### Exercise aim
Among the entries below, find the lines that contain the string "derive". State only how many there are.

(Stored data entries)
⟨

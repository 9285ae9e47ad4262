// src/models.rs

use serde::Serialize;

use crate::constants::{DEFAULT_CLOSE_CHAR, DEFAULT_DELIMITER, DEFAULT_ESCAPE_CHAR};

// --- END-DETECTION RULES ---

/// A single rule for detecting where the quoted block ends.
///
/// Rules are tried in the order they appear in `EscapeRequest::end_rules`;
/// each one reports the byte position of the closing delimiter, which becomes
/// the exclusive end of the region.
#[derive(Debug, Clone, PartialEq, Eq)]
pub enum EndRule {
    /// The delimiter, a line break amid optional whitespace, then the
    /// closing character of the enclosing structure (e.g. `` `\n    } ``).
    DelimiterThenClose { close: char },
    /// Like `DelimiterThenClose`, but with a trailing comma after the
    /// closing character (the block is not the last entry of its parent).
    DelimiterThenCloseComma { close: char },
    /// A literal observed to sit immediately before the closing delimiter,
    /// or to carry it as its final character. A last resort for blocks whose
    /// end is not followed by a recognizable structural token.
    FallbackLiteral(String),
}

impl EndRule {
    /// Builds the default rule chain in priority order: the two structural
    /// rules first, then the fallback literal when one is supplied.
    pub fn default_chain(close: char, fallback: Option<String>) -> Vec<Self> {
        let mut rules = vec![
            Self::DelimiterThenClose { close },
            Self::DelimiterThenCloseComma { close },
        ];
        if let Some(literal) = fallback {
            rules.push(Self::FallbackLiteral(literal));
        }
        rules
    }
}

// --- TRANSFORMATION REQUEST ---

/// Everything one escaping run needs to know, minus the buffer itself.
///
/// `region_after` is the byte offset at which the search for `start_marker`
/// begins; the region itself starts immediately after the marker's first
/// occurrence at or past that offset.
#[derive(Debug, Clone)]
pub struct EscapeRequest {
    pub start_marker: String,
    pub region_after: usize,
    pub delimiter: char,
    pub escape_char: char,
    pub end_rules: Vec<EndRule>,
    /// Maximum distance in bytes between the region start and the position
    /// where an end rule may match. `None` leaves the search unbounded.
    pub search_window: Option<usize>,
}

impl EscapeRequest {
    /// A request with the stock delimiters and the default rule chain.
    pub fn new(start_marker: impl Into<String>) -> Self {
        Self {
            start_marker: start_marker.into(),
            region_after: 0,
            delimiter: DEFAULT_DELIMITER,
            escape_char: DEFAULT_ESCAPE_CHAR,
            end_rules: EndRule::default_chain(DEFAULT_CLOSE_CHAR, None),
            search_window: None,
        }
    }
}

// --- REPORTS ---

/// The outcome of an `escape` run, as printed or serialized for the user.
#[derive(Serialize, Debug, Clone)]
pub struct EscapeReport {
    pub file: String,
    pub content_start: usize,
    pub end_pos: usize,
    /// Number of delimiters that received an escape character.
    pub escaped: usize,
    /// Bytes added to the file by the inserted escape characters.
    pub length_delta: usize,
    pub written: bool,
}

/// The outcome of a `locate` or `check` run. Read-only: nothing is written.
#[derive(Serialize, Debug, Clone)]
pub struct RegionReport {
    pub file: String,
    pub content_start: usize,
    pub end_pos: usize,
    pub region_len: usize,
    /// Number of delimiters in the region not yet preceded by the escape
    /// character.
    pub unescaped: usize,
}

⟩

### Answer to the problem
4